Speaking at Cereals 2010 event in Cambridgeshire on Wednesday (9 June), union president Peter Kendall said the decline in research and development was compromising farmers’ abilities to produce food and manage the environment.
And while farming could not expect significant investment in research when the budget deficit was so huge, any funding available had to be spent effectively.
To help continue investment in ways to increase yields and secure the future of the industry, Mr Kendall said a “new model of collaboration” was needed between public and private funding sectors.
A concerted effort to attract the next generation of agricultural scientists was also vital, he added.
“As a practical farmer, I can see the impact of past research and the application of science every day on my farm.

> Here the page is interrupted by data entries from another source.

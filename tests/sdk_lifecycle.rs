//! Polling, change detection and subscription behavior of the SDK.

mod common;

use std::sync::atomic::{AtomicUsize, Ordering};
use std::sync::Arc;
use std::time::Duration;

use async_trait::async_trait;
use campaignkit::campaign::Campaign;
use campaignkit::client::{CampaignSource, ClientError};
use campaignkit::events::{callback, EventKind};
use campaignkit::sdk::{PollState, DEFAULT_POLL_INTERVAL};
use campaignkit::storage::MemoryKeyValueStore;
use campaignkit::CampaignSdk;
use common::{ids, inactive, inline, popup, update_recorder, FakeSource};
use tokio::sync::Notify;

fn sdk_with(source: Arc<FakeSource>) -> CampaignSdk {
    CampaignSdk::new(source, Arc::new(MemoryKeyValueStore::new()))
}

#[tokio::test]
async fn test_initialize_fetches_once_and_filters_inactive() {
    let source = FakeSource::new(vec![
        popup("welcome_popup", "Home"),
        inactive(popup("old_popup", "Home")),
    ]);
    let sdk = sdk_with(source.clone());
    assert_eq!(sdk.state(), PollState::Uninitialized);

    sdk.initialize("app-key").await;

    assert_eq!(source.fetch_count(), 1);
    assert_eq!(sdk.state(), PollState::Polling);
    assert_eq!(sdk.app_key().as_deref(), Some("app-key"));
    assert_eq!(ids(&sdk.campaigns()), vec!["welcome_popup"]);
    sdk.teardown();
}

#[tokio::test]
async fn test_initialize_twice_is_idempotent() {
    let source = FakeSource::new(vec![popup("a", "Home")]);
    let sdk = sdk_with(source.clone());

    sdk.initialize("k").await;
    sdk.initialize("k").await;
    assert_eq!(source.fetch_count(), 1);

    let other = sdk.clone();
    tokio::join!(sdk.initialize("k"), other.initialize("k"));
    assert_eq!(source.fetch_count(), 1);
    sdk.teardown();
}

#[tokio::test]
async fn test_concurrent_first_initialize_fetches_once() {
    let source = FakeSource::new(vec![popup("a", "Home")]);
    let sdk = sdk_with(source.clone());
    let other = sdk.clone();

    tokio::join!(sdk.initialize("k"), other.initialize("k"));
    assert_eq!(source.fetch_count(), 1);
    sdk.teardown();
}

#[tokio::test(start_paused = true)]
async fn test_polls_on_fixed_interval() {
    let source = FakeSource::new(vec![popup("a", "Home")]);
    let sdk = sdk_with(source.clone()).with_poll_interval(Duration::from_secs(5));

    sdk.initialize("k").await;
    assert_eq!(source.fetch_count(), 1);

    tokio::time::sleep(Duration::from_millis(4_900)).await;
    assert_eq!(source.fetch_count(), 1);

    tokio::time::sleep(Duration::from_millis(200)).await;
    assert_eq!(source.fetch_count(), 2);

    tokio::time::sleep(Duration::from_secs(5)).await;
    assert_eq!(source.fetch_count(), 3);

    // A second initialize must not start another timer.
    sdk.initialize("k").await;
    tokio::time::sleep(Duration::from_secs(5)).await;
    assert_eq!(source.fetch_count(), 4);
    sdk.teardown();
}

#[tokio::test]
async fn test_identical_fetch_emits_nothing() {
    let source = FakeSource::new(vec![popup("a", "Home"), inline("b", "Home")]);
    let sdk = sdk_with(source.clone());
    let (seen, cb) = update_recorder();
    sdk.on(EventKind::CampaignsUpdated, cb);

    sdk.initialize("k").await;
    assert_eq!(seen.lock().len(), 1);

    assert!(!sdk.refresh().await);
    assert!(!sdk.refresh().await);
    assert_eq!(seen.lock().len(), 1);
    sdk.teardown();
}

#[tokio::test]
async fn test_content_change_emits_exactly_once() {
    let source = FakeSource::new(vec![popup("a", "Home")]);
    let sdk = sdk_with(source.clone());
    let (seen, cb) = update_recorder();
    sdk.on(EventKind::CampaignsUpdated, cb);
    sdk.initialize("k").await;

    let mut edited = popup("a", "Home");
    edited.trigger = campaignkit::campaign::Trigger::screen_enter("Cart");
    source.then_return(vec![edited]);

    assert!(sdk.refresh().await);
    assert!(!sdk.refresh().await);
    assert_eq!(seen.lock().len(), 2);
    assert!(sdk.popup_campaign("Home").is_none());
    assert_eq!(sdk.popup_campaign("Cart").unwrap().id, "a");
    sdk.teardown();
}

#[tokio::test]
async fn test_reorder_counts_as_change() {
    let source = FakeSource::new(vec![popup("a", "Home"), popup("b", "Home")]);
    let sdk = sdk_with(source.clone());
    let (seen, cb) = update_recorder();
    sdk.on(EventKind::CampaignsUpdated, cb);
    sdk.initialize("k").await;

    source.then_return(vec![popup("b", "Home"), popup("a", "Home")]);
    assert!(sdk.refresh().await);

    let seen = seen.lock();
    assert_eq!(seen.len(), 2);
    assert_eq!(seen[1], vec!["b", "a"]);
    assert_eq!(sdk.popup_campaign("Home").unwrap().id, "b");
    sdk.teardown();
}

#[tokio::test]
async fn test_late_subscriber_gets_current_list_immediately() {
    let source = FakeSource::new(vec![inline("first", "Home"), inline("second", "Home")]);
    let sdk = sdk_with(source.clone());
    sdk.initialize("k").await;

    let (seen, cb) = update_recorder();
    sdk.on(EventKind::CampaignsUpdated, cb);

    // Delivered before `on` returned, without another fetch.
    assert_eq!(*seen.lock(), vec![vec!["first", "second"]]);
    assert_eq!(source.fetch_count(), 1);
    sdk.teardown();
}

#[tokio::test]
async fn test_no_replay_when_nothing_loaded() {
    let source = FakeSource::new(Vec::new());
    let sdk = sdk_with(source);
    sdk.initialize("k").await;

    let (seen, cb) = update_recorder();
    sdk.on(EventKind::CampaignsUpdated, cb);
    assert!(seen.lock().is_empty());
    sdk.teardown();
}

#[tokio::test]
async fn test_off_stops_delivery() {
    let source = FakeSource::new(vec![popup("a", "Home")]);
    let sdk = sdk_with(source.clone());
    let (seen, cb) = update_recorder();
    sdk.on(EventKind::CampaignsUpdated, cb.clone());
    sdk.initialize("k").await;
    sdk.off(EventKind::CampaignsUpdated, &cb);

    source.then_return(vec![popup("b", "Home")]);
    assert!(sdk.refresh().await);
    assert_eq!(seen.lock().len(), 1);
    sdk.teardown();
}

#[tokio::test]
async fn test_fetch_failure_clears_campaigns_and_marks_unhealthy() {
    let source = FakeSource::new(vec![popup("a", "Home")]);
    let sdk = sdk_with(source.clone());
    let (seen, cb) = update_recorder();
    sdk.on(EventKind::CampaignsUpdated, cb);
    sdk.initialize("k").await;
    assert!(sdk.health().is_healthy());

    source.then_fail(503);
    assert!(sdk.refresh().await);
    assert!(sdk.campaigns().is_empty());
    assert!(sdk.popup_campaign("Home").is_none());
    assert_eq!(seen.lock().last().unwrap().len(), 0);

    let health = sdk.health();
    assert_eq!(health.consecutive_failures, 1);
    assert!(health.last_error.unwrap().contains("503"));

    // Repeated failure: still empty, nothing new to announce.
    assert!(!sdk.refresh().await);
    assert_eq!(sdk.health().consecutive_failures, 2);

    source.then_return(vec![popup("a", "Home")]);
    assert!(sdk.refresh().await);
    assert!(sdk.health().is_healthy());
    sdk.teardown();
}

#[tokio::test(start_paused = true)]
async fn test_teardown_cancels_polling_and_subscriptions() {
    let source = FakeSource::new(vec![popup("a", "Home")]);
    let sdk = sdk_with(source.clone());
    let (seen, cb) = update_recorder();
    sdk.on(EventKind::CampaignsUpdated, cb);
    sdk.initialize("k").await;
    assert_eq!(seen.lock().len(), 1);

    sdk.teardown();
    assert_eq!(sdk.state(), PollState::Uninitialized);
    assert!(sdk.campaigns().is_empty());
    assert!(sdk.app_key().is_none());

    tokio::time::sleep(Duration::from_secs(20)).await;
    assert_eq!(source.fetch_count(), 1);

    // Fresh start after teardown; the old subscriber is gone.
    sdk.initialize("k").await;
    assert_eq!(source.fetch_count(), 2);
    assert_eq!(seen.lock().len(), 1);
    sdk.teardown();
}

#[tokio::test(start_paused = true)]
async fn test_stop_then_initialize_resumes() {
    let source = FakeSource::new(vec![popup("a", "Home")]);
    let sdk = sdk_with(source.clone());
    let count = Arc::new(AtomicUsize::new(0));
    let seen = count.clone();
    sdk.on(
        EventKind::CampaignsUpdated,
        callback(move |_| {
            seen.fetch_add(1, Ordering::SeqCst);
        }),
    );
    sdk.initialize("k").await;

    sdk.stop();
    assert_eq!(sdk.state(), PollState::Stopped);
    tokio::time::sleep(Duration::from_secs(12)).await;
    assert_eq!(source.fetch_count(), 1);
    assert_eq!(sdk.campaigns().len(), 1);

    sdk.initialize("k").await;
    assert_eq!(sdk.state(), PollState::Polling);
    assert_eq!(source.fetch_count(), 2);

    tokio::time::sleep(Duration::from_millis(5_100)).await;
    assert_eq!(source.fetch_count(), 3);
    // The list never changed, so the subscriber was only told once.
    assert_eq!(count.load(Ordering::SeqCst), 1);
    sdk.teardown();
}

#[tokio::test]
async fn test_instances_are_isolated() {
    let first = sdk_with(FakeSource::new(vec![popup("a", "Home")]));
    let second = sdk_with(FakeSource::new(vec![popup("b", "Home")]));
    first.initialize("k").await;
    second.initialize("k").await;

    first
        .dismiss_campaign("a", campaignkit::ComponentKind::Popup, "close")
        .await;

    assert!(first.popup_campaign("Home").is_none());
    assert_eq!(second.popup_campaign("Home").unwrap().id, "b");
    first.teardown();
    second.teardown();
}

#[test]
fn test_builders_only_apply_before_sharing() {
    let sdk = sdk_with(FakeSource::new(Vec::new())).with_poll_interval(Duration::from_secs(30));
    assert_eq!(sdk.poll_interval(), Duration::from_secs(30));

    let shared = sdk_with(FakeSource::new(Vec::new()));
    let _other = shared.clone();
    let shared = shared.with_poll_interval(Duration::from_secs(30));
    assert_eq!(shared.poll_interval(), DEFAULT_POLL_INTERVAL);
}

/// Source whose first fetch blocks until released; later fetches answer
/// immediately with a newer list.
struct GatedSource {
    calls: AtomicUsize,
    started: Notify,
    release: Notify,
}

#[async_trait]
impl CampaignSource for GatedSource {
    async fn fetch_campaigns(&self) -> Result<Vec<Campaign>, ClientError> {
        if self.calls.fetch_add(1, Ordering::SeqCst) == 0 {
            self.started.notify_one();
            self.release.notified().await;
            Ok(vec![popup("old", "Home")])
        } else {
            Ok(vec![popup("new", "Home")])
        }
    }
}

#[tokio::test]
async fn test_overlapping_refresh_keeps_newest_result() {
    let source = Arc::new(GatedSource {
        calls: AtomicUsize::new(0),
        started: Notify::new(),
        release: Notify::new(),
    });
    let sdk = CampaignSdk::new(source.clone(), Arc::new(MemoryKeyValueStore::new()));
    let (seen, cb) = update_recorder();
    sdk.on(EventKind::CampaignsUpdated, cb);

    let slow = {
        let sdk = sdk.clone();
        tokio::spawn(async move { sdk.refresh().await })
    };
    source.started.notified().await;

    assert!(sdk.refresh().await);
    assert_eq!(ids(&sdk.campaigns()), vec!["new"]);

    source.release.notify_one();
    assert!(!slow.await.unwrap());
    assert_eq!(ids(&sdk.campaigns()), vec!["new"]);
    assert_eq!(*seen.lock(), vec![vec!["new"]]);
}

“The crop varieties, fertilisers and sprays, the GPS on my tractors, the decision-making tools and management practices all enable me to be more efficient in my use of land, to increase yield and quality and improve my environmental footprint.”
Arguing that it was not enough to have “amazingly clever fundamental research”, science developed at institutes such as Rothamsted and the John Innes Centre needed to be taken closer to crops and animals, he sad.
“I firmly believe that it is science and, most importantly, its application on the ground, that is needed to provide the solutions to the huge challenges we face as a nation and globally.
“We also need scientists with the practical and communication skills – a network of experts and advisers with science skills – to really get engaged with farmers.”